### EXERCISE:
Pick out the lines below that include the string "ParityError".

### DATA IN THIS EXERCISE:
-------------------------
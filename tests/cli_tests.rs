use assert_cmd::prelude::*;
use std::fs;
use std::process::Command;
use tempfile::TempDir;

const BLOCKED: &str = "Parity does not support restoring backups into your production \
                       environment. Use `--force` to override.";

fn parity(dir: &TempDir) -> Command {
    let mut cmd = Command::cargo_bin("parity").unwrap();
    cmd.current_dir(dir.path())
        .env_remove("PARITY_CONFIG")
        .env_remove("RUST_LOG");
    cmd
}

#[test]
fn test_help_text_is_comprehensive() {
    let dir = TempDir::new().unwrap();
    let result = parity(&dir).arg("--help").output().unwrap();

    let output_str = String::from_utf8(result.stdout).unwrap();
    assert!(output_str.contains("ENVIRONMENT"), "Should name the environment argument");
    assert!(output_str.contains("--config"), "Should list the config flag");
    assert!(result.status.success(), "Help should succeed");
}

#[test]
fn test_environment_is_required() {
    let dir = TempDir::new().unwrap();
    let result = parity(&dir).output().unwrap();

    assert!(!result.status.success());
    let error_str = String::from_utf8(result.stderr).unwrap();
    assert!(error_str.contains("ENVIRONMENT"));
}

#[test]
fn test_production_restore_is_blocked() {
    let dir = TempDir::new().unwrap();
    let result = parity(&dir)
        .args(["production", "restore", "staging"])
        .output()
        .unwrap();

    assert!(!result.status.success(), "Blocked restore should fail");
    let output_str = String::from_utf8(result.stdout).unwrap();
    assert_eq!(output_str.trim(), BLOCKED);
    assert!(result.stderr.is_empty(), "The blocked message should be the only output");
}

#[test]
fn test_production_binstub_blocks_restore() {
    let dir = TempDir::new().unwrap();
    let result = Command::cargo_bin("production")
        .unwrap()
        .current_dir(dir.path())
        .env_remove("PARITY_CONFIG")
        .args(["restore", "staging"])
        .output()
        .unwrap();

    assert!(!result.status.success());
    assert_eq!(String::from_utf8(result.stdout).unwrap().trim(), BLOCKED);
}

#[test]
fn test_restore_without_source_fails() {
    let dir = TempDir::new().unwrap();
    let result = parity(&dir).args(["staging", "restore"]).output().unwrap();

    assert!(!result.status.success());
    let error_str = String::from_utf8(result.stderr).unwrap();
    assert!(error_str.contains("source environment"));
    assert_eq!(error_str.matches("source environment").count(), 1);
}

#[test]
fn test_development_restore_without_database_fails() {
    let dir = TempDir::new().unwrap();
    let result = Command::cargo_bin("development")
        .unwrap()
        .current_dir(dir.path())
        .env_remove("PARITY_CONFIG")
        .env_remove("RUST_LOG")
        .args(["restore", "production"])
        .output()
        .unwrap();

    assert!(!result.status.success(), "Nothing was restored");
    let error_str = String::from_utf8(result.stderr).unwrap();
    assert!(error_str.contains("No development database configured"));
}

#[test]
fn test_invalid_config_file_fails() {
    let dir = TempDir::new().unwrap();
    fs::write(dir.path().join("parity.toml"), "[platform\ncli = ").unwrap();

    let result = parity(&dir)
        .args(["production", "restore", "staging"])
        .output()
        .unwrap();

    assert!(!result.status.success());
    let error_str = String::from_utf8(result.stderr).unwrap();
    assert!(error_str.contains("Failed to load"));
    assert!(result.stdout.is_empty(), "Nothing should run with a broken config");
}

#[test]
fn test_config_flag_points_at_another_file() {
    let dir = TempDir::new().unwrap();
    fs::write(dir.path().join("custom.toml"), "[app]\nunknown = true\n").unwrap();

    let result = parity(&dir)
        .args(["--config", "custom.toml", "production", "restore", "staging"])
        .output()
        .unwrap();

    assert!(!result.status.success());
    assert!(String::from_utf8(result.stderr).unwrap().contains("custom.toml"));
}
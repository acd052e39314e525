//! Backup restore collaborator
//!
//! The transfer itself is delegated to the platform CLI; this module only
//! hands it the request the guard approved.

use crate::config::Config;
use crate::error::{ParityError, Result};
use crate::remote::remote_command;
use crate::restore::TransferRequest;
use crate::runner::{CommandLine, ProcessRunner};
use tracing::{error, info};
use url::Url;

/// A restore ready to run
pub trait Backup {
    /// Perform the restore. Failures are reported by the implementation.
    fn restore(&self);
}

/// Constructs the [`Backup`] for an authorized request
pub trait BackupFactory {
    /// Build the collaborator for `request`
    fn build<'s>(&'s self, request: TransferRequest) -> Box<dyn Backup + 's>;
}

/// Factory producing [`PlatformBackup`]s
pub struct PlatformBackups<'a> {
    runner: &'a dyn ProcessRunner,
    config: &'a Config,
}

impl<'a> PlatformBackups<'a> {
    /// Create a factory issuing commands through `runner`
    #[must_use]
    pub fn new(runner: &'a dyn ProcessRunner, config: &'a Config) -> Self {
        Self { runner, config }
    }
}

impl BackupFactory for PlatformBackups<'_> {
    fn build<'s>(&'s self, request: TransferRequest) -> Box<dyn Backup + 's> {
        Box::new(PlatformBackup {
            runner: self.runner,
            config: self.config,
            request,
        })
    }
}

/// Restores the latest backup of one environment into another via the platform CLI
pub struct PlatformBackup<'a> {
    runner: &'a dyn ProcessRunner,
    config: &'a Config,
    request: TransferRequest,
}

impl PlatformBackup<'_> {
    fn restore_to_development(&self) -> Result<bool> {
        let database = self
            .config
            .development
            .database
            .as_deref()
            .ok_or(ParityError::MissingDevelopmentDatabase)?;

        let steps = [
            CommandLine::new("dropdb").args(["--if-exists", database]),
            remote_command(
                self.config,
                &self.request.from,
                ["pg:pull", "DATABASE_URL", database],
            ),
        ];
        Ok(self.runner.spawn_chain(&steps))
    }

    fn restore_to_remote(&self) -> Result<bool> {
        let url_command = remote_command(self.config, &self.request.from, ["pg:backups:url"]);
        let output = self.runner.capture(&url_command)?;
        if !output.success {
            error!(
                "Could not fetch the latest backup URL for {}: {}",
                self.request.from,
                output.stderr.trim()
            );
            return Ok(false);
        }

        let url = output.stdout.trim();
        Url::parse(url).map_err(|e| ParityError::InvalidConnectionString {
            value: url.to_string(),
            reason: e.to_string(),
        })?;

        let restore = CommandLine::new(self.config.platform.cli.as_str())
            .args(["pg:backups:restore", url, "DATABASE"])
            .arg("--remote")
            .arg(self.request.to.as_str())
            .args(self.request.additional_args.split_whitespace());
        Ok(self.runner.spawn(&restore))
    }
}

impl Backup for PlatformBackup<'_> {
    fn restore(&self) {
        info!(
            "Restoring backup from {} into {}",
            self.request.from, self.request.to
        );

        let outcome = if self.request.to.is_development() {
            self.restore_to_development()
        } else {
            self.restore_to_remote()
        };

        match outcome {
            Ok(true) => info!("Restore into {} finished", self.request.to),
            Ok(false) => error!("Restore into {} failed", self.request.to),
            Err(e) => error!("Restore into {} failed: {}", self.request.to, e),
        }
    }
}
use thiserror::Error;

/// Custom error types for `Parity`
#[derive(Error, Debug)]
pub enum ParityError {
    /// A restore into production was requested without `--force`
    #[error(
        "Parity does not support restoring backups into your production environment. \
         Use `--force` to override."
    )]
    ProductionRestoreBlocked,

    /// The remote application name could not be determined
    #[error("Could not resolve the remote application for '{environment}': {reason}")]
    RemoteResolution {
        /// Environment whose remote was queried
        environment: String,
        /// Why the remote metadata was rejected
        reason: String,
    },

    /// `restore` was invoked without naming the environment to restore from
    #[error("restore requires a source environment, e.g. `restore production`")]
    MissingRestoreSource,

    /// A connection string fetched from the remote could not be used
    #[error("Invalid connection string '{value}': {reason}")]
    InvalidConnectionString {
        /// The raw value returned by the remote
        value: String,
        /// Error message details
        reason: String,
    },

    /// Restoring into development needs a local database name
    #[error("No development database configured. Set `database` under [development] in parity.toml")]
    MissingDevelopmentDatabase,

    /// IO error wrapper
    #[error("IO error: {0}")]
    Io(#[from] std::io::Error),
}

/// Result type alias for `Parity` operations
pub type Result<T> = std::result::Result<T, ParityError>;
-------------------------
### REPLY TO THE EXERCISE:
use crate::error::{ParityError, Result};
            .ok_or(ParityError::MissingDevelopmentDatabase)?;
        Url::parse(url).map_err(|e| ParityError::InvalidConnectionString {
pub enum ParityError {
pub type Result<T> = std::result::Result<T, ParityError>;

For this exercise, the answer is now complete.